Caminé por Callao hacia Corrientes, pero no pude alcanzar las escaleras del subte salvador, de ese perro guardián de la ciudad. En la confitería Ópera, en una mesa que daba sobre la calle, estaban sentadas Ana y María Inés, frente a un copioso té, hablando animadamente, preocupadamente. Recortadas contra el vidrio, parecían las actrices de una película de la cual yo era sólo el telón de fondo. Me quedé petrificado mirándolas. ¿Efectos residuales del CX-10? ¿Conductos misteriosos del hiperespacio, de la irrealidad? ¿Nudos impensables de la trama, del tejido sutil, de la impalpable tela? Esas dos mujeres se habían instalado en mi vida de manera repentina y rotunda. Tuve la sensación de que no iban a abandonarla sin horror.

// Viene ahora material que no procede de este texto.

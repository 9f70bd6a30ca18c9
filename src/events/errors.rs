use crate::dom;
use crate::overlay;
use wasm_bindgen::closure::Closure;
use wasm_bindgen::{JsCast, JsValue};
use web_sys as web;

fn report(message: &str) {
    log::error!("[errors] {}", message);
    if let Some(document) = dom::window_document() {
        overlay::show_error(&document, &format!("Illustration error: {}", message));
    }
}

fn reason_text(reason: &JsValue) -> Option<String> {
    let text = match reason.dyn_ref::<js_sys::Error>() {
        Some(err) => String::from(err.message()),
        None => reason.as_string()?,
    };
    (!text.is_empty()).then_some(text)
}

/// Uncaught page errors are surfaced in the debug overlay; scene state is
/// left alone.
pub fn wire_global_errors() {
    let Some(window) = web::window() else {
        return;
    };

    let on_error = Closure::wrap(Box::new(move |ev: web::Event| {
        // Resource load failures arrive as plain events without a message.
        let Some(ev) = ev.dyn_ref::<web::ErrorEvent>() else {
            return;
        };
        let message = ev.message();
        if !message.is_empty() {
            report(&message);
        }
    }) as Box<dyn FnMut(_)>);
    _ = window.add_event_listener_with_callback("error", on_error.as_ref().unchecked_ref());
    on_error.forget();

    let on_rejection = Closure::wrap(Box::new(move |ev: web::Event| {
        let Some(ev) = ev.dyn_ref::<web::PromiseRejectionEvent>() else {
            return;
        };
        if let Some(message) = reason_text(&ev.reason()) {
            report(&message);
        }
    }) as Box<dyn FnMut(_)>);
    _ = window.add_event_listener_with_callback("unhandledrejection", on_rejection.as_ref().unchecked_ref());
    on_rejection.forget();
}
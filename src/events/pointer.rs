use crate::dom;
use crate::frame::SharedScheduler;
use glam::Vec2;
use illustrations_core::SceneId;
use wasm_bindgen::closure::Closure;
use wasm_bindgen::JsCast;
use web_sys as web;

/// Track the pointer over one container; leaving it releases the scene's
/// pointer back to its idle motion.
pub fn wire_pointer(container: &web::Element, id: SceneId, scheduler: SharedScheduler) {
    wire_pointermove(container, id, scheduler.clone());
    wire_pointerleave(container, id, scheduler);
}

fn wire_pointermove(container: &web::Element, id: SceneId, scheduler: SharedScheduler) {
    let target = container.clone();
    let closure = Closure::wrap(Box::new(move |ev: web::PointerEvent| {
        let client = Vec2::new(ev.client_x() as f32, ev.client_y() as f32);
        let rect = dom::client_rect(&target);
        scheduler.borrow_mut().pointer_move(id, client, rect);
    }) as Box<dyn FnMut(_)>);
    _ = container.add_event_listener_with_callback("pointermove", closure.as_ref().unchecked_ref());
    closure.forget();
}

fn wire_pointerleave(container: &web::Element, id: SceneId, scheduler: SharedScheduler) {
    let closure = Closure::wrap(Box::new(move |_ev: web::PointerEvent| {
        scheduler.borrow_mut().pointer_leave(id);
    }) as Box<dyn FnMut(_)>);
    _ = container.add_event_listener_with_callback("pointerleave", closure.as_ref().unchecked_ref());
    closure.forget();
}
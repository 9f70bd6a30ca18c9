use crate::frame::{Clock, SharedEnvironment};
use wasm_bindgen::closure::Closure;
use wasm_bindgen::JsCast;
use web_sys as web;

/// Scrolling pauses every scene until the page has been still for a moment.
pub fn wire_scroll(env: SharedEnvironment, clock: Clock) {
    let closure = Closure::wrap(Box::new(move || {
        env.borrow_mut().note_scroll(clock.now_ms());
    }) as Box<dyn FnMut()>);
    if let Some(window) = web::window() {
        _ = window.add_event_listener_with_callback("scroll", closure.as_ref().unchecked_ref());
    }
    closure.forget();
}
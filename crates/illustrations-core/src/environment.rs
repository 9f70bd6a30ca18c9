use crate::constants::SCROLL_SETTLE_MS;
use crate::governor::PerformanceGovernor;

/// Page-wide motion state handed to every scheduler tick.
///
/// The browser front end updates the inputs from media-query polling and
/// scroll events; the scheduler owns the update of the governor.
#[derive(Clone, Debug, Default)]
pub struct Environment {
    reduced_motion: bool,
    last_scroll_at: Option<f64>,
    pub governor: PerformanceGovernor,
    rerender_requested: bool,
}

impl Environment {
    pub fn new() -> Self {
        Self::default()
    }

    /// Feed the current reduce-motion preference; a change forces one
    /// re-render of every scene.
    pub fn set_reduced_motion(&mut self, reduced: bool) -> bool {
        if self.reduced_motion == reduced {
            return false;
        }
        log::info!("[environment] reduced motion {}", if reduced { "on" } else { "off" });
        self.reduced_motion = reduced;
        self.rerender_requested = true;
        true
    }

    pub fn note_scroll(&mut self, now_ms: f64) {
        self.last_scroll_at = Some(now_ms);
    }

    /// Settle scrolling once the quiet period has passed.
    pub fn advance(&mut self, now_ms: f64) {
        if let Some(at) = self.last_scroll_at {
            if now_ms - at >= SCROLL_SETTLE_MS {
                self.last_scroll_at = None;
                self.rerender_requested = true;
            }
        }
    }

    #[inline]
    pub fn reduced_motion(&self) -> bool {
        self.reduced_motion
    }

    #[inline]
    pub fn scrolling(&self) -> bool {
        self.last_scroll_at.is_some()
    }

    #[inline]
    pub fn low_power(&self) -> bool {
        self.governor.low_power()
    }

    /// Motion suppressed by the user or by an in-progress scroll; frame
    /// timings taken now say nothing about rendering cost.
    #[inline]
    pub fn motion_suppressed(&self) -> bool {
        self.reduced_motion || self.scrolling()
    }

    #[inline]
    pub fn paused(&self) -> bool {
        self.motion_suppressed() || self.low_power()
    }

    pub fn request_rerender(&mut self) {
        self.rerender_requested = true;
    }

    pub fn take_rerender_request(&mut self) -> bool {
        std::mem::take(&mut self.rerender_requested)
    }
}
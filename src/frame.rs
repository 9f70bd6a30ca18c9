use crate::overlay::{self, OverlayTarget};
use crate::render::CanvasSurface;
use illustrations_core::{Environment, SceneId, SceneScheduler, SlotStatus, TickReport};
use instant::Instant;
use std::cell::RefCell;
use std::rc::Rc;
use wasm_bindgen::closure::Closure;
use wasm_bindgen::JsCast;
use web_sys as web;

pub type SharedScheduler = Rc<RefCell<SceneScheduler<CanvasSurface>>>;
pub type SharedEnvironment = Rc<RefCell<Environment>>;

/// Monotonic page clock shared by the frame loop and event handlers.
#[derive(Clone, Copy, Debug)]
pub struct Clock(Instant);

impl Clock {
    pub fn start() -> Self {
        Self(Instant::now())
    }

    #[inline]
    pub fn now_ms(&self) -> f64 {
        self.0.elapsed().as_secs_f64() * 1000.0
    }
}

/// A registered container and the scene it hosts.
pub struct Mount {
    pub id: SceneId,
    pub container: web::Element,
}

pub struct FrameContext {
    pub scheduler: SharedScheduler,
    pub env: SharedEnvironment,
    pub mounts: Rc<Vec<Mount>>,
    pub document: web::Document,
    pub reduce_motion: Option<web::MediaQueryList>,
    pub clock: Clock,
}

impl FrameContext {
    pub fn frame(&mut self) {
        if let Some(query) = &self.reduce_motion {
            self.env.borrow_mut().set_reduced_motion(query.matches());
        }
        self.retire_detached();

        let now = self.clock.now_ms();
        let report = {
            let mut env = self.env.borrow_mut();
            self.scheduler.borrow_mut().tick(now, &mut env)
        };
        self.apply(&report);
    }

    fn mount(&self, id: SceneId) -> Option<&Mount> {
        self.mounts.iter().find(|m| m.id == id)
    }

    /// Containers removed from the document stop animating for good.
    fn retire_detached(&self) {
        for m in self.mounts.iter() {
            if m.container.is_connected() {
                continue;
            }
            let live = matches!(
                self.scheduler.borrow().slot(m.id).map(|s| s.status()),
                Some(SlotStatus::Running) | Some(SlotStatus::Faulted)
            );
            if live {
                self.scheduler.borrow_mut().retire(m.id);
            }
        }
    }

    fn apply(&self, report: &TickReport) {
        for (id, cmd) in &report.overlay {
            if let Some(m) = self.mount(*id) {
                OverlayTarget {
                    document: &self.document,
                    container: &m.container,
                }
                .apply(cmd);
            }
        }
        for fault in &report.faults {
            overlay::show_error(&self.document, &fault.to_string());
        }
    }
}

pub fn start_loop(frame_ctx: Rc<RefCell<FrameContext>>) {
    let tick: Rc<RefCell<Option<Closure<dyn FnMut()>>>> = Rc::new(RefCell::new(None));
    let tick_clone = tick.clone();
    let frame_ctx_tick = frame_ctx.clone();
    *tick.borrow_mut() = Some(Closure::wrap(Box::new(move || {
        frame_ctx_tick.borrow_mut().frame();
        request_frame(&tick_clone);
    }) as Box<dyn FnMut()>));
    request_frame(&tick);
}

fn request_frame(tick: &Rc<RefCell<Option<Closure<dyn FnMut()>>>>) {
    let Some(w) = web::window() else {
        log::error!("[frame] no window to schedule the next frame");
        return;
    };
    if let Some(cb) = tick.borrow().as_ref() {
        _ = w.request_animation_frame(cb.as_ref().unchecked_ref());
    }
}
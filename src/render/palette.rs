use crate::constants::{GREEN_FALLBACK, INK_FALLBACK, ORANGE_FALLBACK};
use illustrations_core::Tone;
use web_sys as web;

#[derive(Clone, Copy, Debug, PartialEq, Eq)]
pub struct Rgb {
    pub r: u8,
    pub g: u8,
    pub b: u8,
}

impl Rgb {
    /// Accepts `#rgb`, `#rrggbb`, `rgb(...)` and `rgba(...)`.
    pub fn parse(value: &str) -> Option<Self> {
        let value = value.trim();
        if let Some(hex) = value.strip_prefix('#') {
            return parse_hex(hex);
        }
        let start = value.find('(')?;
        let end = value.rfind(')')?;
        if !matches!(value[..start].trim(), "rgb" | "rgba") || !value[end + 1..].trim().is_empty() {
            return None;
        }
        let parts: Vec<&str> = value
            .get(start + 1..end)?
            .split(|c: char| c == ',' || c == '/' || c.is_whitespace())
            .filter(|p| !p.is_empty())
            .collect();
        if parts.len() < 3 {
            return None;
        }
        let channel = |part: &str| -> Option<u8> {
            let v = match part.strip_suffix('%') {
                Some(pct) => pct.parse::<f32>().ok()? * 2.55,
                None => part.parse::<f32>().ok()?,
            };
            Some(v.round().clamp(0.0, 255.0) as u8)
        };
        Some(Self {
            r: channel(parts[0])?,
            g: channel(parts[1])?,
            b: channel(parts[2])?,
        })
    }

    pub fn rgba(&self, alpha: f32) -> String {
        format!("rgba({}, {}, {}, {})", self.r, self.g, self.b, alpha.clamp(0.0, 1.0))
    }
}

fn parse_hex(hex: &str) -> Option<Rgb> {
    let byte = |s: &str| u8::from_str_radix(s, 16).ok();
    match hex.len() {
        3 => {
            let mut it = hex.chars().map(|c| byte(&format!("{c}{c}")));
            Some(Rgb {
                r: it.next()??,
                g: it.next()??,
                b: it.next()??,
            })
        }
        6 => Some(Rgb {
            r: byte(hex.get(0..2)?)?,
            g: byte(hex.get(2..4)?)?,
            b: byte(hex.get(4..6)?)?,
        }),
        _ => None,
    }
}

/// Page colors read once from the root element's custom properties.
#[derive(Clone, Debug)]
pub struct Palette {
    pub green: Rgb,
    pub orange: Rgb,
    pub pink: Rgb,
    pub sky_top: Rgb,
    pub sky_bottom: Rgb,
}

impl Palette {
    pub fn from_document(document: &web::Document) -> Self {
        let styles = document
            .document_element()
            .and_then(|root| web::window()?.get_computed_style(&root).ok().flatten());
        let var = |name: &str| -> Option<Rgb> {
            let value = styles.as_ref()?.get_property_value(name).ok()?;
            Rgb::parse(&value)
        };
        let fixed = |s: &str| Rgb::parse(s).unwrap_or(Rgb { r: 0, g: 0, b: 0 });

        let orange = var("--airspace-orange")
            .or_else(|| var("--accent-2"))
            .unwrap_or_else(|| fixed(ORANGE_FALLBACK));
        let ink = var("--airspace-neutral-dark")
            .or_else(|| var("--airspace-ink"))
            .unwrap_or_else(|| fixed(INK_FALLBACK));
        let deep = var("--airspace-neutral-deep").unwrap_or(ink);
        Self {
            green: var("--airspace-green")
                .or_else(|| var("--accent"))
                .unwrap_or_else(|| fixed(GREEN_FALLBACK)),
            pink: var("--airspace-pink").unwrap_or(orange),
            orange,
            sky_top: var("--airspace-sky-top").unwrap_or(ink),
            sky_bottom: var("--airspace-sky-bottom").unwrap_or(deep),
        }
    }

    pub fn tone(&self, tone: Tone) -> Rgb {
        match tone {
            Tone::Primary => self.green,
            Tone::Secondary => self.orange,
            Tone::Accent => self.pink,
        }
    }
}
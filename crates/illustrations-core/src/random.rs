use rand::prelude::*;

/// Seeded generator for reproducible scene layouts.
///
/// Scenes that lay out fields or lattices from a fixed seed look the same on
/// every reload; scenes that reshuffle per cycle use [`SceneRng::from_entropy`].
#[derive(Clone, Debug)]
pub struct SceneRng {
    inner: StdRng,
}

impl SceneRng {
    pub fn new(seed: u64) -> Self {
        Self {
            inner: StdRng::seed_from_u64(seed),
        }
    }

    pub fn from_entropy() -> Self {
        Self {
            inner: StdRng::from_entropy(),
        }
    }

    /// Uniform in `[0, 1)`.
    #[inline]
    pub fn next_f32(&mut self) -> f32 {
        self.inner.gen::<f32>()
    }

    #[inline]
    pub fn range(&mut self, min: f32, max: f32) -> f32 {
        min + (max - min) * self.next_f32()
    }

    /// Uniform in `[-1, 1)`.
    #[inline]
    pub fn signed(&mut self) -> f32 {
        self.next_f32() * 2.0 - 1.0
    }

    /// Uniform index in `0..len`; 0 for an empty range.
    #[inline]
    pub fn index(&mut self, len: usize) -> usize {
        if len == 0 {
            0
        } else {
            self.inner.gen_range(0..len)
        }
    }

    pub fn angle(&mut self) -> f32 {
        self.next_f32() * std::f32::consts::TAU
    }
}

—No se deje derrotar por los acontecimientos —dijo el comisario inspector, que venía caminando por Callao desde el Sur.

—Trato de no hacerlo —contesté, pero ya me había dejado arrastrar por el oleaje de la derrota: quedé como encerrado, atrapado por la escena inverosímil. Ana agitaba los brazos, trazando grandes arcos de círculos, mientras que María Inés hacía sólo pequeños movimientos. De pronto, una de las manos salía de la sombra, recorría una sucinta trayectoria sobre el vidrio y atrapaba una medialuna, transformándola al instante de un objeto prosaico en un objeto divino. La conversación entre ellas parecía datar de épocas remotísimas, y podía durar eternamente. De que yo fuera capaz de descifrar el significado de toda esa red de gestos mudos, dependían muchas cosas.